DATA FOR THE TASK below:
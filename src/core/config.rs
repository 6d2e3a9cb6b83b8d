use std::collections::HashMap;
use std::path::PathBuf;

use crate::facts::extract::BoonFilter;
use crate::facts::resolver::AliasTable;
use crate::facts::segment::MarkerConfig;

// ---------------------------------------------------------------------------
// ScoutConfig: file-based config loader (mitigation-scout.json) with env-var fallback
// ---------------------------------------------------------------------------

pub const ENV_CONFIG_PATH: &str = "MITIGATION_SCOUT_CONFIG";
pub const ENV_API_BASE: &str = "MITIGATION_SCOUT_API_BASE";
pub const ENV_WIKI_BASE: &str = "MITIGATION_SCOUT_WIKI_BASE";
pub const ENV_OUTPUT: &str = "MITIGATION_SCOUT_OUTPUT";
pub const ENV_HTTP_TIMEOUT: &str = "HTTP_TIMEOUT_SECS";

pub const DEFAULT_API_BASE: &str = "https://api.guildwars2.com/v2";
pub const DEFAULT_WIKI_BASE: &str = "https://en.gw2skills.net/wiki";
pub const DEFAULT_USER_AGENT: &str = "gw2-damage-reduction-scraper/1.1 (personal use)";
pub const DEFAULT_OUTPUT: &str = "damage_reduction_wvw.csv";

/// Skills processed when neither the config file nor the CLI names any.
pub const DEFAULT_SKILLS: &[&str] = &[
    "Frost Aura",
    "Frozen Ground",
    "Dual Orbits: Air and Earth",
    "Dual Orbits: Fire and Earth",
    "Dual Orbits: Water and Earth",
    "Grinding Stones",
    "Rocky Loop",
    "Explosive Thrust",
    "Steel Divide",
    "Swift Cut",
    "Restorative Glow",
    "Infusing Terror",
    "Perilous Gift",
    "Resilient Weapon",
    "Signet of Judgment",
    "Forced Engagement",
    "Vengeful Hammers",
    "Endure Pain",
    "Spectrum Shield",
    "Barrier Signet",
    "\"Guard!\"",
    "Dolyak Stance",
    "\"Flash-Freeze!\"",
    "\"Rise!\"",
    "Daring Advance",
    "Rite of the Great Dwarf",
    "Rampage",
    "\"Rebound!\"",
    "Weave Self",
    "Ancient Echo",
    "Facet of Nature",
    "Full Counter",
    "Drink Ambrosia",
    "Throw Enchanted Ice",
    "Enter Shadow Shroud",
    "Death Shroud",
    "Reaper's Shroud",
    "Ritualist's Shroud",
    "Lesser \"Guard!\"",
];

/// Per-mode marker overrides (mirrors the `markers` key in mitigation-scout.json).
/// A missing mode keeps its built-in candidate list.
#[derive(serde::Deserialize, Default, Clone, Debug)]
pub struct MarkerOverrides {
    pub pve: Option<Vec<String>>,
    pub pvp: Option<Vec<String>>,
    pub wvw: Option<Vec<String>>,
}

/// Top-level config loaded from `mitigation-scout.json`.
#[derive(serde::Deserialize, Default, Clone, Debug)]
pub struct ScoutConfig {
    /// Skills API base, e.g. `https://api.guildwars2.com/v2`.
    pub api_base_url: Option<String>,
    /// Wiki base the skill pages hang off, e.g. `https://en.gw2skills.net/wiki`.
    pub wiki_base_url: Option<String>,
    pub user_agent: Option<String>,
    pub http_timeout_secs: Option<u64>,
    /// Attempts against the skills API before the run is aborted. Default: 3.
    pub api_max_retries: Option<u32>,
    /// Pause between two skill page fetches. Default: 100ms.
    pub request_delay_ms: Option<u64>,
    pub output_path: Option<String>,
    pub skills: Option<Vec<String>>,
    /// Display name → name used for the id lookup.
    pub aliases: Option<HashMap<String, String>>,
    pub markers: Option<MarkerOverrides>,
    /// Lines starting with any of these (case-insensitive) are dropped before extraction.
    pub boon_prefixes: Option<Vec<String>>,
}

fn env_non_empty(key: &str) -> Option<String> {
    std::env::var(key).ok().filter(|v| !v.trim().is_empty())
}

impl ScoutConfig {
    /// API base: JSON field → `MITIGATION_SCOUT_API_BASE` → official endpoint.
    pub fn resolve_api_base_url(&self) -> String {
        if let Some(u) = &self.api_base_url {
            if !u.trim().is_empty() {
                return u.trim_end_matches('/').to_string();
            }
        }
        env_non_empty(ENV_API_BASE)
            .map(|u| u.trim_end_matches('/').to_string())
            .unwrap_or_else(|| DEFAULT_API_BASE.to_string())
    }

    /// Wiki base: JSON field → `MITIGATION_SCOUT_WIKI_BASE` → gw2skills.
    pub fn resolve_wiki_base_url(&self) -> String {
        if let Some(u) = &self.wiki_base_url {
            if !u.trim().is_empty() {
                return u.trim_end_matches('/').to_string();
            }
        }
        env_non_empty(ENV_WIKI_BASE)
            .map(|u| u.trim_end_matches('/').to_string())
            .unwrap_or_else(|| DEFAULT_WIKI_BASE.to_string())
    }

    pub fn resolve_user_agent(&self) -> String {
        self.user_agent
            .as_deref()
            .map(str::trim)
            .filter(|v| !v.is_empty())
            .unwrap_or(DEFAULT_USER_AGENT)
            .to_string()
    }

    /// HTTP timeout: JSON field → `HTTP_TIMEOUT_SECS` → 60.
    pub fn resolve_http_timeout_secs(&self) -> u64 {
        if let Some(n) = self.http_timeout_secs {
            return n;
        }
        env_non_empty(ENV_HTTP_TIMEOUT)
            .and_then(|v| v.trim().parse().ok())
            .unwrap_or(60)
    }

    pub fn resolve_api_max_retries(&self) -> u32 {
        self.api_max_retries.unwrap_or(3).max(1)
    }

    pub fn resolve_request_delay_ms(&self) -> u64 {
        self.request_delay_ms.unwrap_or(100)
    }

    /// Output path: JSON field → `MITIGATION_SCOUT_OUTPUT` → `damage_reduction_wvw.csv`.
    pub fn resolve_output_path(&self) -> PathBuf {
        if let Some(p) = &self.output_path {
            if !p.trim().is_empty() {
                return PathBuf::from(p.trim());
            }
        }
        PathBuf::from(env_non_empty(ENV_OUTPUT).unwrap_or_else(|| DEFAULT_OUTPUT.to_string()))
    }

    pub fn resolve_skills(&self) -> Vec<String> {
        match &self.skills {
            Some(list) if !list.is_empty() => list.clone(),
            _ => DEFAULT_SKILLS.iter().map(|s| s.to_string()).collect(),
        }
    }

    pub fn alias_table(&self) -> AliasTable {
        AliasTable::new(self.aliases.clone().unwrap_or_default())
    }

    pub fn marker_config(&self) -> MarkerConfig {
        let mut markers = MarkerConfig::default();
        if let Some(overrides) = &self.markers {
            if let Some(v) = &overrides.pve {
                markers = markers.with_pve(v.clone());
            }
            if let Some(v) = &overrides.pvp {
                markers = markers.with_pvp(v.clone());
            }
            if let Some(v) = &overrides.wvw {
                markers = markers.with_wvw(v.clone());
            }
        }
        markers
    }

    pub fn boon_filter(&self) -> BoonFilter {
        match &self.boon_prefixes {
            Some(prefixes) => BoonFilter::new(prefixes.clone()),
            None => BoonFilter::default(),
        }
    }
}

/// Load `mitigation-scout.json` from standard locations.
///
/// Search order (first found wins):
/// 1. `MITIGATION_SCOUT_CONFIG` env var path
/// 2. `./mitigation-scout.json`
/// 3. `../mitigation-scout.json`
///
/// Missing file → `ScoutConfig::default()`.
/// Parse error → log a warning, return `ScoutConfig::default()`.
pub fn load_scout_config() -> ScoutConfig {
    let mut candidates = vec![
        PathBuf::from("mitigation-scout.json"),
        PathBuf::from("../mitigation-scout.json"),
    ];
    if let Ok(env_path) = std::env::var(ENV_CONFIG_PATH) {
        candidates.insert(0, PathBuf::from(env_path));
    }

    for path in &candidates {
        match std::fs::read_to_string(path) {
            Ok(contents) => return parse_scout_config(&contents, &path.display().to_string()),
            Err(_) => continue,
        }
    }

    ScoutConfig::default()
}

/// Parse config JSON; `origin` is only used for log lines.
pub fn parse_scout_config(contents: &str, origin: &str) -> ScoutConfig {
    match serde_json::from_str::<ScoutConfig>(contents) {
        Ok(cfg) => {
            tracing::info!("mitigation-scout.json loaded from {}", origin);
            cfg
        }
        Err(e) => {
            tracing::warn!(
                "mitigation-scout.json parse error at {}: {}; using defaults",
                origin,
                e
            );
            ScoutConfig::default()
        }
    }
}
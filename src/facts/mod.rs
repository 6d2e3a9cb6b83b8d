//! Fact extraction pipeline: page text → mode blocks → candidate pools → [`FactRecord`].
//!
//! Name → id resolution lives beside it in [`resolver`] and shares only the
//! output row with this path.

pub mod classify;
pub mod extract;
pub mod normalize;
pub mod resolver;
pub mod rules;
pub mod segment;

pub use classify::classify;
pub use extract::{pick_best, BoonFilter, Extraction, FactExtractor};
pub use normalize::normalize;
pub use resolver::{AliasTable, LookupTable};
pub use segment::{segment, MarkerConfig, ModeBlocks};

use crate::core::types::FactRecord;

/// Immutable per-run pipeline settings.
#[derive(Debug, Clone, Default)]
pub struct FactPipeline {
    markers: MarkerConfig,
    extractor: FactExtractor,
}

impl FactPipeline {
    pub fn new(markers: MarkerConfig, boon_filter: BoonFilter) -> Self {
        Self {
            markers,
            extractor: FactExtractor::new(boon_filter),
        }
    }

    /// Facts for one page. `None` or blank text means the page was
    /// unavailable and every fact is absent.
    pub fn run(&self, page_text: Option<&str>) -> FactRecord {
        match page_text {
            Some(text) if !text.trim().is_empty() => {
                classify(&segment(text, &self.markers), &self.extractor)
            }
            _ => FactRecord::unavailable(),
        }
    }
}
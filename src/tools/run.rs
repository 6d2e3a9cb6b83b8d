use std::time::Duration;

use tracing::{info, warn};

use super::progress::Progress;
use crate::core::error::ScoutResult;
use crate::core::types::{CatalogEntry, RunReport, SkillRow};
use crate::facts::{AliasTable, FactPipeline, LookupTable};
use crate::scraping::catalog::CatalogSource;
use crate::scraping::text::main_text;
use crate::scraping::wiki::PageSource;

/// Everything the run loop needs, built once before the first skill.
pub struct RunContext<'a> {
    pub catalog: &'a dyn CatalogSource,
    pub pages: &'a dyn PageSource,
    pub aliases: &'a AliasTable,
    pub pipeline: &'a FactPipeline,
    /// Pause after each skill so the wiki is not hammered.
    pub request_delay: Duration,
}

/// Index the catalog, logging every 500 entries and at the end.
pub fn index_catalog(entries: &[CatalogEntry]) -> LookupTable {
    let progress = Progress::start(entries.len());
    let total = entries.len();
    LookupTable::build(entries.iter().enumerate().map(|(i, entry)| {
        let done = i + 1;
        if done % 500 == 0 || done == total {
            info!("[api] Indexed {}/{} skills {}", done, total, progress.status(done));
        }
        entry
    }))
}

/// Process `skills` strictly in order: resolve the id, fetch the page,
/// extract facts. Only a catalog failure aborts; everything after that is
/// reported per row.
pub async fn run(ctx: &RunContext<'_>, skills: &[String]) -> ScoutResult<RunReport> {
    info!("Building name->id map from official API (ids=all)...");
    let api_progress = Progress::start(0);
    let entries = ctx.catalog.fetch_catalog().await?;
    let lookup = index_catalog(&entries);
    info!("[api] Done in {}", api_progress.elapsed());

    let mut report = RunReport::default();
    let progress = Progress::start(skills.len());

    for (i, name) in skills.iter().enumerate() {
        let id = lookup.resolve(ctx.aliases, name);
        if id.is_none() {
            report.unresolved.push(name.clone());
        }

        let page_text = ctx
            .pages
            .fetch_page(name)
            .await
            .map(|html| main_text(&html));
        let facts = ctx.pipeline.run(page_text.as_deref());

        report
            .rows
            .push(SkillRow::new(name, id, facts, ctx.pages.page_url(name)));

        info!(
            "[skills] {}/{} {} {}",
            i + 1,
            progress.total(),
            name,
            progress.status(i + 1)
        );

        if !ctx.request_delay.is_zero() {
            tokio::time::sleep(ctx.request_delay).await;
        }
    }

    Ok(report)
}

/// Log the names that did not resolve to an id.
pub fn report_unresolved(unresolved: &[String]) {
    if unresolved.is_empty() {
        return;
    }
    warn!("Could not resolve API ids for:");
    for name in unresolved {
        warn!("  - {}", name);
    }
    warn!("Tip: fill `aliases` in mitigation-scout.json for those names, or they may not exist as /v2/skills entries.");
}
End of DATA FOR THE TASK.
## WORK INSTRUCTION
Above this instruction are the records; retype exactly the lines from the one containing "self.request_delay_ms.unwrap_or(100)" up to and including the one containing "if let Some(overrides)".

## WRITTEN SOLUTION
        self.request_delay_ms.unwrap_or(100)
    }

    /// Output path: JSON field → `MITIGATION_SCOUT_OUTPUT` → `damage_reduction_wvw.csv`.
    pub fn resolve_output_path(&self) -> PathBuf {
        if let Some(p) = &self.output_path {
            if !p.trim().is_empty() {
                return PathBuf::from(p.trim());
            }
        }
        PathBuf::from(env_non_empty(ENV_OUTPUT).unwrap_or_else(|| DEFAULT_OUTPUT.to_string()))
    }

    pub fn resolve_skills(&self) -> Vec<String> {
        match &self.skills {
            Some(list) if !list.is_empty() => list.clone(),
            _ => DEFAULT_SKILLS.iter().map(|s| s.to_string()).collect(),
        }
    }

    pub fn alias_table(&self) -> AliasTable {
        AliasTable::new(self.aliases.clone().unwrap_or_default())
    }

    pub fn marker_config(&self) -> MarkerConfig {
        let mut markers = MarkerConfig::default();
        if let Some(overrides) = &self.markers {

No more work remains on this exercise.